The Employment and Workplace Relations Amendment Act 2009 is a Commonwealth amending Act. It changes two main areas of law. Schedule 1 deals with compensation under federal workplace injury schemes. Schedule 2 makes a range of amendments to social security legislation.
For businesses, the most practical part is Schedule 1. It increases key compensation amounts under the Safety, Rehabilitation and Compensation Act 1988 and the Seafarers Rehabilitation and Compensation Act 1992, and it introduces Wage Price Index based indexation for those amounts from 1 July 2009. Schedule 2 is broader and more technical. It updates a number of social security provisions, including rules and references affecting youth allowance, Austudy, rent-related provisions, sickness allowance, international agreement provisions and job vacancy application requirements.
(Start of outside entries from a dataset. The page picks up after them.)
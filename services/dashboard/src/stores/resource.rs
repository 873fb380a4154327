//! services/dashboard/src/stores/resource.rs
//!
//! The async half of a resource store. `ResourceStore` owns the state channel,
//! stamps every request with a ticket, races it against the store's cancellation
//! token and folds the outcome back through the `ResourceState` reducer.

use admin_dashboard_core::ports::{PortError, PortResult};
use admin_dashboard_core::resource::{
    Applied, Entity, RequestKind, RequestSeq, ResourceAction, ResourceState,
};
use std::future::Future;
use std::sync::{Arc, Mutex, PoisonError};
use tokio::sync::watch;
use tokio_util::sync::CancellationToken;
use tracing::{debug, error, info};

use crate::notify::Notifier;
use crate::stores::auth::AuthStore;

#[derive(Clone)]
pub struct ResourceStore<T: Entity> {
    state: Arc<watch::Sender<ResourceState<T>>>,
    cancel: Arc<Mutex<CancellationToken>>,
    session: AuthStore,
    notifier: Notifier,
}

impl<T: Entity> ResourceStore<T> {
    pub fn new(session: AuthStore, notifier: Notifier) -> Self {
        Self {
            state: Arc::new(watch::Sender::new(ResourceState::default())),
            cancel: Arc::new(Mutex::new(CancellationToken::new())),
            session,
            notifier,
        }
    }

    pub fn state(&self) -> ResourceState<T> {
        self.state.borrow().clone()
    }

    pub fn subscribe(&self) -> watch::Receiver<ResourceState<T>> {
        self.state.subscribe()
    }

    pub fn notifier(&self) -> &Notifier {
        &self.notifier
    }

    /// The token every request dispatched from now on is raced against.
    pub fn cancellation_token(&self) -> CancellationToken {
        self.cancel
            .lock()
            .unwrap_or_else(PoisonError::into_inner)
            .clone()
    }

    /// Cancels every in-flight request of this store. Later requests get a fresh token.
    pub fn cancel_pending(&self) {
        let previous = {
            let mut guard = self.cancel.lock().unwrap_or_else(PoisonError::into_inner);
            std::mem::replace(&mut *guard, CancellationToken::new())
        };
        info!(kind = T::KIND, "Cancelling in-flight requests");
        previous.cancel();
    }

    pub fn apply(&self, action: ResourceAction<T>) -> Applied {
        let mut applied = Applied::Applied;
        self.state.send_modify(|state| applied = state.apply(action));
        applied
    }

    fn dispatch_pending(&self, kind: RequestKind) -> RequestSeq {
        let mut seq = RequestSeq::default();
        self.state.send_modify(|state| {
            seq = state.next_seq();
            state.apply(ResourceAction::Pending(seq, kind));
        });
        seq
    }

    /// Runs one request through the full lifecycle: pending, then exactly one of
    /// merge / rejected / cancelled. `merge` builds the success action from the result.
    /// Dropping the returned future before it resolves counts as cancellation.
    pub async fn execute<R, F, M>(
        &self,
        kind: RequestKind,
        fallback: &str,
        request: F,
        merge: M,
    ) -> PortResult<R>
    where
        F: Future<Output = PortResult<R>>,
        M: FnOnce(RequestSeq, &R) -> ResourceAction<T>,
    {
        let token = self.cancellation_token();
        let sent_token = self.session.state().token().map(str::to_owned);
        let seq = self.dispatch_pending(kind);
        let mut in_flight = InFlight {
            state: self.state.as_ref(),
            seq,
            settled: false,
        };
        debug!(kind = T::KIND, seq = seq.0, "Request dispatched");

        let result = tokio::select! {
            _ = token.cancelled() => Err(PortError::Cancelled),
            result = request => result,
        };
        in_flight.settled = true;

        match &result {
            Ok(value) => {
                if self.apply(merge(seq, value)) == Applied::Stale {
                    debug!(kind = T::KIND, seq = seq.0, "Discarded stale response");
                }
            }
            Err(PortError::Cancelled) => {
                info!(kind = T::KIND, seq = seq.0, "Request cancelled");
                self.apply(ResourceAction::Cancelled(seq));
            }
            Err(e) => {
                let message = e.user_message(fallback);
                let rejected = ResourceAction::Rejected(seq, kind, message.clone());
                if self.apply(rejected) == Applied::Stale {
                    debug!(kind = T::KIND, seq = seq.0, error = %e, "Discarded stale failure");
                    return result;
                }
                error!(kind = T::KIND, seq = seq.0, error = %e, "{}", message);
                self.notifier.error(message);
                if e.is_unauthorized() {
                    if let Some(sent) = sent_token.as_deref() {
                        self.session.expire(sent);
                    }
                }
            }
        }
        result
    }

    /// Marks the loaded entity with `id` as selected; clears the selection if absent.
    pub fn select(&self, id: &T::Id) -> Option<T> {
        let mut selected = None;
        self.state.send_modify(|state| {
            selected = state.find(id).cloned();
            state.apply(ResourceAction::Select(selected.clone()));
        });
        selected
    }

    pub fn clear_selection(&self) {
        self.apply(ResourceAction::Select(None));
    }
}

// Settles the ticket as cancelled if `execute` is dropped mid-request.
struct InFlight<'a, T: Entity> {
    state: &'a watch::Sender<ResourceState<T>>,
    seq: RequestSeq,
    settled: bool,
}

impl<T: Entity> Drop for InFlight<'_, T> {
    fn drop(&mut self) {
        if !self.settled {
            debug!(kind = T::KIND, seq = self.seq.0, "Request dropped before completion");
            self.state.send_modify(|state| {
                state.apply(ResourceAction::Cancelled(self.seq));
            });
        }
    }
}
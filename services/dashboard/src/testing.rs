//! services/dashboard/src/testing.rs
//!
//! A scripted in-memory `AdminApi` for store tests. Replies are queued per
//! operation; a gated reply stays pending until the test releases it.

use admin_dashboard_core::domain::{
    Credentials, Product, ProductDraft, Registration, Role, Session, User, UserStatus,
};
use admin_dashboard_core::ports::{AdminApi, PortError, PortResult};
use async_trait::async_trait;
use serde::de::DeserializeOwned;
use serde_json::{json, Value};
use std::collections::{HashMap, VecDeque};
use std::sync::Mutex;
use tokio::sync::oneshot;

enum Reply {
    Ready(PortResult<Value>),
    Gated(oneshot::Receiver<PortResult<Value>>),
}

#[derive(Default)]
pub struct FakeApi {
    replies: Mutex<HashMap<&'static str, VecDeque<Reply>>>,
    calls: Mutex<Vec<String>>,
}

impl FakeApi {
    pub fn reply(&self, op: &'static str, result: PortResult<Value>) {
        self.push(op, Reply::Ready(result));
    }

    /// Queues a reply that resolves only once the returned sender fires.
    pub fn gate(&self, op: &'static str) -> oneshot::Sender<PortResult<Value>> {
        let (tx, rx) = oneshot::channel();
        self.push(op, Reply::Gated(rx));
        tx
    }

    pub fn calls(&self) -> Vec<String> {
        self.calls.lock().unwrap().clone()
    }

    fn push(&self, op: &'static str, reply: Reply) {
        self.replies.lock().unwrap().entry(op).or_default().push_back(reply);
    }

    async fn answer<T: DeserializeOwned>(&self, op: &'static str, call: String) -> PortResult<T> {
        self.calls.lock().unwrap().push(call);
        let next = self.replies.lock().unwrap().get_mut(op).and_then(VecDeque::pop_front);
        let value = match next {
            Some(Reply::Ready(result)) => result?,
            Some(Reply::Gated(rx)) => rx
                .await
                .unwrap_or_else(|_| Err(PortError::Network("gate dropped".into())))?,
            None => return Err(PortError::Network(format!("no reply scripted for {}", op))),
        };
        serde_json::from_value(value).map_err(|e| PortError::Decode(e.to_string()))
    }
}

#[async_trait]
impl AdminApi for FakeApi {
    async fn login(&self, credentials: &Credentials) -> PortResult<Session> {
        self.answer("login", format!("login {}", credentials.email)).await
    }

    async fn register(&self, registration: &Registration) -> PortResult<()> {
        self.answer("register", format!("register {}", registration.email)).await
    }

    async fn logout(&self) -> PortResult<()> {
        self.answer("logout", "logout".into()).await
    }

    async fn list_products(&self) -> PortResult<Vec<Product>> {
        self.answer("list_products", "list_products".into()).await
    }

    async fn create_product(&self, draft: &ProductDraft) -> PortResult<Product> {
        self.answer("create_product", format!("create_product {}", draft.name)).await
    }

    async fn update_product(&self, id: &str, _draft: &ProductDraft) -> PortResult<Product> {
        self.answer("update_product", format!("update_product {}", id)).await
    }

    async fn delete_product(&self, id: &str) -> PortResult<()> {
        self.answer("delete_product", format!("delete_product {}", id)).await
    }

    async fn list_users(&self) -> PortResult<Vec<User>> {
        self.answer("list_users", "list_users".into()).await
    }

    async fn update_user_status(&self, id: &str, status: UserStatus) -> PortResult<User> {
        self.answer("update_user_status", format!("update_user_status {} {}", id, status))
            .await
    }

    async fn update_user_role(&self, id: &str, role: Role) -> PortResult<User> {
        self.answer("update_user_role", format!("update_user_role {} {}", id, role)).await
    }
}

pub fn session_json(token: &str) -> Value {
    json!({
        "user": { "id": "op-1", "name": "Operator", "email": "op@example.com" },
        "token": token
    })
}

pub fn product_json(id: &str, name: &str) -> Value {
    json!({
        "id": id,
        "name": name,
        "description": "Marble",
        "price": 120,
        "stock": 3,
        "category": "busts",
        "imageUrl": "",
        "createdAt": "2024-01-01T00:00:00Z",
        "updatedAt": "2024-01-01T00:00:00Z"
    })
}

pub fn user_json(id: &str, role: &str, status: &str) -> Value {
    json!({
        "id": id,
        "name": format!("User {}", id),
        "email": format!("{}@example.com", id),
        "role": role,
        "status": status,
        "createdAt": "2024-01-01T00:00:00Z"
    })
}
This is not a general rewrite of Australian employment law. It is an amending Act that changes specific provisions in existing Commonwealth legislation. The first practical question for any business is whether it is actually operating inside one of the federal compensation schemes named in Schedule 1. If not, the compensation changes are usually background only.
Social security amendments in practical terms
Schedule 2 is extensive and mostly technical. It amends the Social Security Act 1991, the Social Security (Administration) Act 1999, the Social Security (International Agreements) Act 1999 and the Social Security Legislation Amendment (2007 Budget Measures for Students) Act 2007.
The changes include repealing or updating definitions and provisions, adjusting rules relevant to youth allowance and Austudy calculations, changing rent-related provisions in section 1070X, adding an assurance of support rule for sickness allowance, and updating references connected with job vacancy application requirements. It also amends provisions dealing with international agreements and parenting payment assumptions.
For most employers, these amendments do not create a standalone compliance program. They are more likely to matter indirectly, for example where an employee is receiving a social security payment and needs employment details, or where HR staff are asked to confirm work arrangements or income information. If your business supports employees who interact with Services Australia, accuracy and prompt record handling remain important.
The job vacancy amendments are also narrower than they may first appear. The Act updates references in paragraph 541A(g) and (h) of the Social Security Act 1991, first to subsections 550A(1) and (2), and then, in the later division, to subsection 42F(1) and (2) of the Administration Act if the conditional commencement rule was met. That is a legislative cross-reference update, not a broad new employer duty to police employee job search activity.